Read This: The Oscars were #SoWhite long before that popular hashtag
In 1996, there was only one African-American nominee at the Academy Awards out of a total of 166. Her name was Dianne Houston, and she had directed a live-action short film called Tuesday Morning Ride. That was it. Actors like Morgan Freeman and Don Cheadle were overlooked that year in favor of Kevin Spacey and Nicolas Cage. The Oscars and the movie industry in general were so overwhelmingly white that People, normally dismissed as a gossipy lightweight of a magazine, published a damning, thoroughly researched 3,000-word cover story called “Hollywood Blackout.” In a freshly composed piece for The New Republic, writer Esther Breger revisits that 20-year-old People story and the ensuing controversy it created, including an underwhelming protest organized by Jesse Jackson. Hollywood is just as homogeneous today as it was two decades ago, Breger finds. What has changed dramatically in the ensuing 20 years is perception, both on behalf of the public and the motion picture industry.

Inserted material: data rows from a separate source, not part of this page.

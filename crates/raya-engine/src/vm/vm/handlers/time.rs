//! Time method handlers (std:time)
//!
//! Native implementation of std:time module for wall clock, monotonic clock,
//! high-resolution timing, and sleep.

use std::sync::LazyLock;
use std::time::{Duration, Instant, SystemTime, UNIX_EPOCH};

use crate::vm::builtin::time;
use crate::vm::stack::Stack;
use crate::vm::value::Value;
use crate::vm::VmError;

/// Monotonic reference epoch — created once at first use
static MONOTONIC_EPOCH: LazyLock<Instant> = LazyLock::new(Instant::now);

// ============================================================================
// Handler
// ============================================================================

/// Handle built-in time methods (std:time)
pub fn call_time_method(
    stack: &mut Stack,
    method_id: u16,
    arg_count: usize,
) -> Result<(), VmError> {
    // Pop arguments
    let mut args = Vec::with_capacity(arg_count);
    for _ in 0..arg_count {
        args.push(stack.pop()?);
    }
    args.reverse();

    let result = match method_id {
        time::NOW => {
            // time.now(): number — ms since Unix epoch
            let ms = SystemTime::now()
                .duration_since(UNIX_EPOCH)
                .unwrap_or(Duration::ZERO)
                .as_millis() as f64;
            Value::f64(ms)
        }

        time::MONOTONIC => {
            // time.monotonic(): number — monotonic ms since process start
            let ms = Instant::now()
                .duration_since(*MONOTONIC_EPOCH)
                .as_millis() as f64;
            Value::f64(ms)
        }

        time::HRTIME => {
            // time.hrtime(): number — monotonic nanoseconds
            let ns = Instant::now()
                .duration_since(*MONOTONIC_EPOCH)
                .as_nanos() as f64;
            Value::f64(ns)
        }

        time::SLEEP => {
            // time.sleep(ms): void — synchronous sleep
            if args.is_empty() {
                return Err(VmError::RuntimeError(
                    "time.sleep requires 1 argument".to_string(),
                ));
            }
            let ms = get_number(&args[0], "ms")?;
            if ms < 0.0 {
                return Err(VmError::RuntimeError(
                    "time.sleep: ms must be non-negative".to_string(),
                ));
            }
            std::thread::sleep(Duration::from_millis(ms as u64));
            Value::null()
        }

        time::SLEEP_MICROS => {
            // time.sleepMicros(us): void — microsecond sleep
            if args.is_empty() {
                return Err(VmError::RuntimeError(
                    "time.sleepMicros requires 1 argument".to_string(),
                ));
            }
            let us = get_number(&args[0], "us")?;
            if us < 0.0 {
                return Err(VmError::RuntimeError(
                    "time.sleepMicros: us must be non-negative".to_string(),
                ));
            }
            std::thread::sleep(Duration::from_micros(us as u64));
            Value::null()
        }

        _ => {
            return Err(VmError::RuntimeError(format!(
                "Unknown time method: {:#06x}",
                method_id
            )));
        }
    };

    stack.push(result)?;
    Ok(())
}

/// Extract a number (f64 or i32) from a Value
fn get_number(v: &Value, name: &str) -> Result<f64, VmError> {
    if let Some(f) = v.as_f64() {
        Ok(f)
    } else if let Some(i) = v.as_i32() {
        Ok(i as f64)
    } else {
        Err(VmError::TypeError(format!(
            "Expected number for {}",
            name
        )))
    }
}
//! JIT and AOT compilation infrastructure for the Raya VM
//!
//! This module provides the framework for compiling Raya bytecode to native code.
//! It includes:
//! - Bytecode analysis (decoding, CFG construction)
//! - JIT IR (SSA form intermediate representation)
//! - Stack-to-SSA lifting pipeline
//! - Backend-agnostic optimization passes
//! - Backend trait for pluggable code generation
//! - Profiling infrastructure for hot function detection
//! - Code cache and function patching
//! - Static analysis heuristics for JIT candidate selection
//! - Pre-warming: compile CPU-intensive functions at module load time
//! - Persistent shared compiled-code archive across process launches

pub mod analysis;
pub mod ir;
pub mod pipeline;
pub mod backend;
pub mod runtime;
pub mod profiling;
pub mod archive;

mod engine;
pub use engine::{JitEngine, JitConfig};
//! Exhaustiveness checking for discriminated unions
//!
//! This module provides exhaustiveness checking for switch statements and
//! match expressions on discriminated union types. It ensures all variants
//! are handled.

use raya_parser::ast::{Expression, SwitchCase, SwitchStatement};
use raya_parser::Interner;
use raya_types::{Type, TypeContext, TypeId};
use std::collections::HashSet;

/// Result of exhaustiveness checking
#[derive(Debug, Clone, PartialEq, Eq)]
pub enum ExhaustivenessResult {
    /// All variants are covered
    Exhaustive,
    /// Missing variants (returns list of missing discriminant values)
    NonExhaustive(Vec<String>),
    /// Has a default case, so exhaustive by definition
    HasDefault,
    /// Not a discriminated union, cannot check exhaustiveness
    NotApplicable,
}

/// Check if a switch statement is exhaustive over a discriminated union
///
/// Returns the missing variants if not exhaustive, or Ok if exhaustive.
///
/// # Arguments
/// * `ctx` - Type context for looking up types
/// * `discriminant_ty` - Type of the switch discriminant
/// * `switch_stmt` - The switch statement to check
/// * `interner` - Interner for resolving symbol names
///
/// # Returns
/// * `ExhaustivenessResult::Exhaustive` - All variants covered
/// * `ExhaustivenessResult::NonExhaustive(missing)` - Missing variants listed
/// * `ExhaustivenessResult::HasDefault` - Has default case
/// * `ExhaustivenessResult::NotApplicable` - Not a discriminated union
pub fn check_switch_exhaustiveness(
    ctx: &TypeContext,
    discriminant_ty: TypeId,
    switch_stmt: &SwitchStatement,
    interner: &Interner,
) -> ExhaustivenessResult {
    // Check if there's a default case
    if has_default_case(&switch_stmt.cases) {
        return ExhaustivenessResult::HasDefault;
    }

    // Get all variants from the discriminated union
    let all_variants = match extract_union_variants(ctx, discriminant_ty) {
        Some(variants) => variants,
        None => return ExhaustivenessResult::NotApplicable,
    };

    // Extract tested variants from cases
    let tested_variants = extract_tested_variants(&switch_stmt.cases, interner);

    // Find missing variants
    let missing: Vec<String> = all_variants
        .into_iter()
        .filter(|variant| !tested_variants.contains(variant))
        .collect();

    if missing.is_empty() {
        ExhaustivenessResult::Exhaustive
    } else {
        ExhaustivenessResult::NonExhaustive(missing)
    }
}

/// Check if a discriminated union type has all variants covered by a set of string literals
///
/// This is useful for checking if-else chains or other patterns.
///
/// # Arguments
/// * `ctx` - Type context
/// * `union_ty` - Union type to check
/// * `tested_variants` - Set of variant values that have been tested
///
/// # Returns
/// * `Some(missing)` - List of missing variants if not exhaustive
/// * `None` - Exhaustive or not applicable
pub fn check_variants_exhaustive(
    ctx: &TypeContext,
    union_ty: TypeId,
    tested_variants: &HashSet<String>,
) -> Option<Vec<String>> {
    let all_variants = extract_union_variants(ctx, union_ty)?;

    let missing: Vec<String> = all_variants
        .into_iter()
        .filter(|variant| !tested_variants.contains(variant))
        .collect();

    if missing.is_empty() {
        None
    } else {
        Some(missing)
    }
}

/// Get the discriminant field name for a union type
///
/// Returns None if the type is not a discriminated union.
pub fn get_discriminant_field(ctx: &TypeContext, ty: TypeId) -> Option<String> {
    let type_def = ctx.get(ty)?;

    match type_def {
        Type::Union(union_ty) => {
            let discriminant = union_ty.discriminant.as_ref()?;
            Some(discriminant.field_name.clone())
        }
        _ => None,
    }
}

/// Check exhaustiveness for typeof-based switch on bare union
///
/// This checks that all primitive types in a bare union are covered
/// by typeof checks in a switch statement.
pub fn check_typeof_exhaustiveness(
    ctx: &TypeContext,
    bare_union: TypeId,
    tested_types: &HashSet<String>,
) -> Option<Vec<String>> {
    use raya_types::PrimitiveType;

    let type_def = ctx.get(bare_union)?;

    match type_def {
        Type::Union(union_ty) if union_ty.is_bare => {
            // Extract all primitive type names from the bare union
            let all_types: HashSet<String> = union_ty.members.iter()
                .filter_map(|&member| {
                    if let Some(Type::Primitive(prim)) = ctx.get(member) {
                        Some(prim.type_name().to_string())
                    } else {
                        None
                    }
                })
                .collect();

            // Find missing types
            let missing: Vec<String> = all_types.iter()
                .filter(|t| !tested_types.contains(*t))
                .cloned()
                .collect();

            if missing.is_empty() {
                None
            } else {
                Some(missing)
            }
        }
        _ => None, // Not a bare union
    }
}

/// Extract all variant values from a discriminated union type
///
/// Returns None if the type is not a discriminated union.
fn extract_union_variants(ctx: &TypeContext, ty: TypeId) -> Option<HashSet<String>> {
    let type_def = ctx.get(ty)?;

    match type_def {
        Type::Union(union_ty) => {
            let discriminant = union_ty.discriminant.as_ref()?;

            // Use the value_map from discriminant inference
            // The value_map contains all discriminant values that exist in the union
            let variants: HashSet<String> = discriminant.value_map.keys().cloned().collect();

            if variants.is_empty() {
                None
            } else {
                Some(variants)
            }
        }
        _ => None,
    }
}

/// Extract the discriminant value from an object type
fn extract_discriminant_value(
    ctx: &TypeContext,
    ty: TypeId,
    discriminant_field: &str,
) -> Option<String> {
    let type_def = ctx.get(ty)?;

    match type_def {
        Type::Object(obj) => {
            // Find the discriminant property
            let prop = obj.properties.iter().find(|p| p.name == discriminant_field)?;

            // Extract the literal value from the discriminant field's type
            let field_type = ctx.get(prop.ty)?;
            match field_type {
                Type::StringLiteral(s) => Some(s.clone()),
                Type::NumberLiteral(n) => Some(n.to_string()),
                Type::BooleanLiteral(b) => Some(b.to_string()),
                _ => None,
            }
        }
        _ => None,
    }
}

/// Check if a switch statement has a default case
fn has_default_case(cases: &[SwitchCase]) -> bool {
    cases.iter().any(|case| case.test.is_none())
}

/// Extract all tested variants from switch cases
fn extract_tested_variants(cases: &[SwitchCase], interner: &Interner) -> HashSet<String> {
    let mut variants = HashSet::new();

    for case in cases {
        if let Some(ref test) = case.test {
            if let Some(variant) = extract_variant_from_expression(test, interner) {
                variants.insert(variant);
            }
        }
    }

    variants
}

/// Extract a variant string from a case test expression
///
/// For now, this only handles string literals.
fn extract_variant_from_expression(expr: &Expression, interner: &Interner) -> Option<String> {
    match expr {
        Expression::StringLiteral(s) => Some(interner.resolve(s.value).to_string()),
        _ => None,
    }
}
//! Phase 2: Literals and Basic Expressions tests
//!
//! Tests for all literal types and basic expressions.

use super::harness::*;

// ============================================================================
// Integer Literals
// ============================================================================

#[test]
fn test_integer_literal_positive() {
    expect_i32("return 42;", 42);
}

#[test]
fn test_integer_literal_negative() {
    expect_i32("return -17;", -17);
}

#[test]
fn test_integer_literal_zero() {
    expect_i32("return 0;", 0);
}

#[test]
fn test_integer_literal_large() {
    expect_i32("return 1000000;", 1_000_000);
}

// ============================================================================
// Boolean Literals
// ============================================================================

#[test]
fn test_boolean_true() {
    expect_bool("return true;", true);
}

#[test]
fn test_boolean_false() {
    expect_bool("return false;", false);
}

// ============================================================================
// Null Literal
// ============================================================================

#[test]
fn test_null_literal() {
    expect_null("return null;");
}

// ============================================================================
// Parenthesized Expressions
// ============================================================================

#[test]
fn test_parenthesized_simple() {
    expect_i32("return (42);", 42);
}

#[test]
fn test_parenthesized_arithmetic() {
    expect_i32("return (1 + 2) * 3;", 9);
}

#[test]
fn test_nested_parentheses() {
    expect_i32("return ((1 + 2) * (3 + 4));", 21);
}

// ============================================================================
// Float Literals
// ============================================================================

#[test]
fn test_float_literal_positive() {
    expect_f64("return 3.14;", 3.14);
}

#[test]
fn test_float_literal_negative() {
    expect_f64("return -0.5;", -0.5);
}

#[test]
fn test_float_literal_zero() {
    expect_f64("return 0.0;", 0.0);
}

#[test]
fn test_float_literal_scientific() {
    expect_f64("return 1e10;", 1e10);
}

#[test]
fn test_float_literal_scientific_negative() {
    expect_f64("return 1e-5;", 1e-5);
}

// ============================================================================
// Hexadecimal Literals
// ============================================================================

#[test]
fn test_hex_literal() {
    expect_i32("return 0x1A;", 26);
}

#[test]
fn test_hex_literal_uppercase() {
    expect_i32("return 0xFF;", 255);
}

#[test]
fn test_hex_literal_lowercase() {
    expect_i32("return 0xff;", 255);
}

// ============================================================================
// Octal Literals
// ============================================================================

#[test]
fn test_octal_literal() {
    expect_i32("return 0o755;", 493);
}

#[test]
fn test_octal_literal_simple() {
    expect_i32("return 0o10;", 8);
}

// ============================================================================
// Binary Literals
// ============================================================================

#[test]
fn test_binary_literal() {
    expect_i32("return 0b1010;", 10);
}

#[test]
fn test_binary_literal_byte() {
    expect_i32("return 0b11111111;", 255);
}

// ============================================================================
// Numeric Separators
// ============================================================================

#[test]
fn test_numeric_separator_millions() {
    expect_i32("return 1_000_000;", 1_000_000);
}

#[test]
fn test_numeric_separator_hex() {
    expect_i32("return 0xFF_FF;", 0xFFFF);
}

#[test]
fn test_numeric_separator_binary() {
    expect_i32("return 0b1111_0000;", 0b11110000);
}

In 1996, when Jesse Jackson accused the Academy Awards of being racist and attempted to organize a protest outside the Dorothy Chandler Pavilion on the night of the ceremony, the media and the movie industry reacted by scoffing at Jackson’s charges and dismissing the entire controversy as silly. The Academy’s executive director claimed there just weren’t enough “marvelous performances” worth nominating by black actors the previous year. Variety weirdly put the blame on O.J. Simpson and informed Jackson that “protests and picketing are passé.” Saturday Night Live mocked Jackson in a bit that now plays like something out of a minstrel show. Oscar host Whoopi Goldberg, fuming at Jackson and not eager to be perceived as a beneficiary of tokenism, reduced the protest to a joke in her monologue. Jackson’s campaign fizzled, and he moved on to other issues. Flash forward to 2016, when social media users responded to the lack of diversity among Oscar nominees with the #OscarsSoWhite hashtag. This time, the complaints were not dismissed or trivialized, and the Academy seems serious about making lasting, meaningful changes to its voting policies. Quite a contrast from 1996. “The most important difference between the ‘Hollywood Blackout’ of 1996 and today,” Breger writes, “may be what happens next.”